- Directed by: Nikole Beckwith
- Written by: Nikole Beckwith
- Produced by: Gregg Ammon Dan Halsted Leslie Urdang
- Starring: Saoirse Ronan Cynthia Nixon Jason Isaacs
- Cinematography: Arnaud Potier
- Edited by: Joe Klotz
- Music by: Nora Kroll-Rosenbaum Brian McOmber
- Production companies: Fido Features Olympus Pictures
- Distributed by: Lifetime
- Release dates: January 23, 2015 (Sundance); May 2, 2015 (United States);
- Running time: 99 minutes
- Country: United States
- Language: English
- Budget: $850,000

= Stockholm, Pennsylvania =

Stockholm, Pennsylvania is a 2015 drama film directed by Nikole Beckwith, as her directorial and film-writing debut. The film premiered at the 2015 Sundance Film Festival. The screenplay was awarded the 2012 Nicholl Fellowship from Academy of Motion Picture Arts and Sciences.
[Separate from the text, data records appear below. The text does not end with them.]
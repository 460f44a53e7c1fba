//! Store setup and the replicated-table schema registry.
//!
//! The local store is the application's own database: it gets WAL mode and
//! the engine migrations. The master lives on a network share where WAL's
//! shared-memory index is unavailable, so it stays in rollback-journal mode
//! and never receives `sync_log` or `sync_conflicts`.

use std::collections::BTreeMap;

use rusqlite::{Connection, Result};
use tracing::{info, warn};

use crate::error::Error;
use crate::model::{TableDescriptor, TableSchema};
use crate::storage::migrations::{record_version, run_migrations};
use crate::storage::tables::{column_names, table_exists};

/// Prepare the local store: pragmas, then engine migrations.
///
/// # Errors
///
/// Returns an error if a pragma or migration fails.
pub fn apply_local_schema(conn: &Connection) -> Result<()> {
    conn.pragma_update(None, "journal_mode", "WAL")?;
    conn.pragma_update(None, "synchronous", "NORMAL")?;
    conn.pragma_update(None, "temp_store", "MEMORY")?;

    run_migrations(conn)
}

/// Prepare a master-store connection.
///
/// # Errors
///
/// Returns an error if a pragma fails.
pub fn apply_remote_pragmas(conn: &Connection) -> Result<()> {
    conn.pragma_update(None, "journal_mode", "DELETE")?;
    conn.pragma_update(None, "synchronous", "FULL")?;
    Ok(())
}

/// Versioned, explicit DDL for replicated tables.
///
/// Validated once at engine startup. When a store lacks a replicated table
/// the registry's DDL is the primary way to create it; inferring columns
/// from a sample row is only the fallback for unregistered tables.
#[derive(Debug, Clone, Default)]
pub struct SchemaRegistry {
    schemas: BTreeMap<String, TableSchema>,
}

impl SchemaRegistry {
    /// Build a registry from table name → schema entries.
    #[must_use]
    pub fn new(schemas: BTreeMap<String, TableSchema>) -> Self {
        Self { schemas }
    }

    /// Schema registered for a table.
    #[must_use]
    pub fn get(&self, table: &str) -> Option<&TableSchema> {
        self.schemas.get(table)
    }

    /// Number of registered tables.
    #[must_use]
    pub fn len(&self) -> usize {
        self.schemas.len()
    }

    /// Whether no table is registered.
    #[must_use]
    pub fn is_empty(&self) -> bool {
        self.schemas.is_empty()
    }

    /// Check every entry against a scratch in-memory database.
    ///
    /// Each DDL must create exactly the named table, and that table must
    /// contain the descriptor's primary-key column.
    ///
    /// # Errors
    ///
    /// Returns `Error::Config` describing the first invalid entry.
    pub fn validate(&self, tables: &[TableDescriptor]) -> crate::error::Result<()> {
        for (name, schema) in &self.schemas {
            if schema.version == 0 {
                return Err(Error::Config(format!(
                    "schema for table '{name}' must have version >= 1"
                )));
            }

            let scratch = Connection::open_in_memory()?;
            scratch.execute_batch(&schema.ddl).map_err(|e| {
                Error::Config(format!("schema for table '{name}' does not apply: {e}"))
            })?;

            let created: Vec<String> = scratch
                .prepare("SELECT name FROM sqlite_master WHERE type = 'table' AND name NOT LIKE 'sqlite_%'")?
                .query_map([], |row| row.get(0))?
                .collect::<Result<_>>()?;
            if created != [name.as_str()] {
                return Err(Error::Config(format!(
                    "schema for table '{name}' must create exactly that table, created {created:?}"
                )));
            }

            match tables.iter().find(|t| &t.name == name) {
                Some(desc) => {
                    let columns = column_names(&scratch, name)?;
                    if !columns.iter().any(|c| c == &desc.primary_key) {
                        return Err(Error::Config(format!(
                            "schema for table '{name}' lacks primary key column '{}'",
                            desc.primary_key
                        )));
                    }
                }
                None => warn!(table = %name, "Schema registered for a table that is not replicated"),
            }
        }
        Ok(())
    }

    /// Create a missing table from its registry entry.
    ///
    /// Returns `false` (and does nothing) when the table already exists or
    /// has no entry. The applied version is recorded in the store's
    /// `schema_migrations` as `registry:<table>:v<version>`.
    ///
    /// # Errors
    ///
    /// Returns an error if the DDL or the version record fails.
    pub fn create_table(&self, conn: &Connection, table: &TableDescriptor) -> Result<bool> {
        let Some(schema) = self.get(&table.name) else {
            return Ok(false);
        };
        if table_exists(conn, &table.name)? {
            return Ok(false);
        }

        conn.execute_batch(&schema.ddl)?;
        record_version(conn, &format!("registry:{}:v{}", table.name, schema.version))?;
        info!(table = %table.name, version = schema.version, "Created table from schema registry");
        Ok(true)
    }
}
It was produced by Greg Ammon, Leslie Urdang and Dan Halsted with the now defunct Fido Features. The film was acquired by Lifetime on March 26, 2015, and made its television premiere on May 2, 2015. The film is edited by Joe Klotz.

==Plot==
Leanne Dargon is kidnapped at age 4 by Ben McKay, who confines her to his basement and renames her Leia, isolating her from almost all outside influences.

In events not directly covered in the film, she is discovered and reunited with her parents, Marcy and Glen Dargon, after an absence of 17 years.

Showing signs of Stockholm syndrome, Leia still sees Ben as her father, and sees two strangers in her biological parents.

As time passes, though, Marcy becomes the unstable one, throwing Glen out of the house, taking abrupt and erratic actions, doing attachment exercises, locking Leia up and controlling her as completely as McKay had.

As the film ends, Leia escapes the captivity and vows to make a life of her own.

==Cast==
- Saoirse Ronan as Leia Dargon
  - Hana Hayes as Leia, aged 12
  - Avery Phillips as Leia, aged 9
- Cynthia Nixon as Marcy Dargon
- David Warshofsky as Glen Dargon
- Jason Isaacs as Ben McKay
- Rosalind Chao as Dr. Andrews

==Reception==
The film received mixed reviews, with critics comparing the second half unfavorably with the first. On review aggregator Rotten Tomatoes, 27% of 11 reviews are positive, and the average rating is 4.6/10. On Metacritic, the film has a weighted average score of 47 out of 100, based on reviews from 5 critics, indicating "mixed or average reviews".

At the 20th Satellite Awards, the film won the award for Best Television Film. And was nominated for three Critics Choice Awards.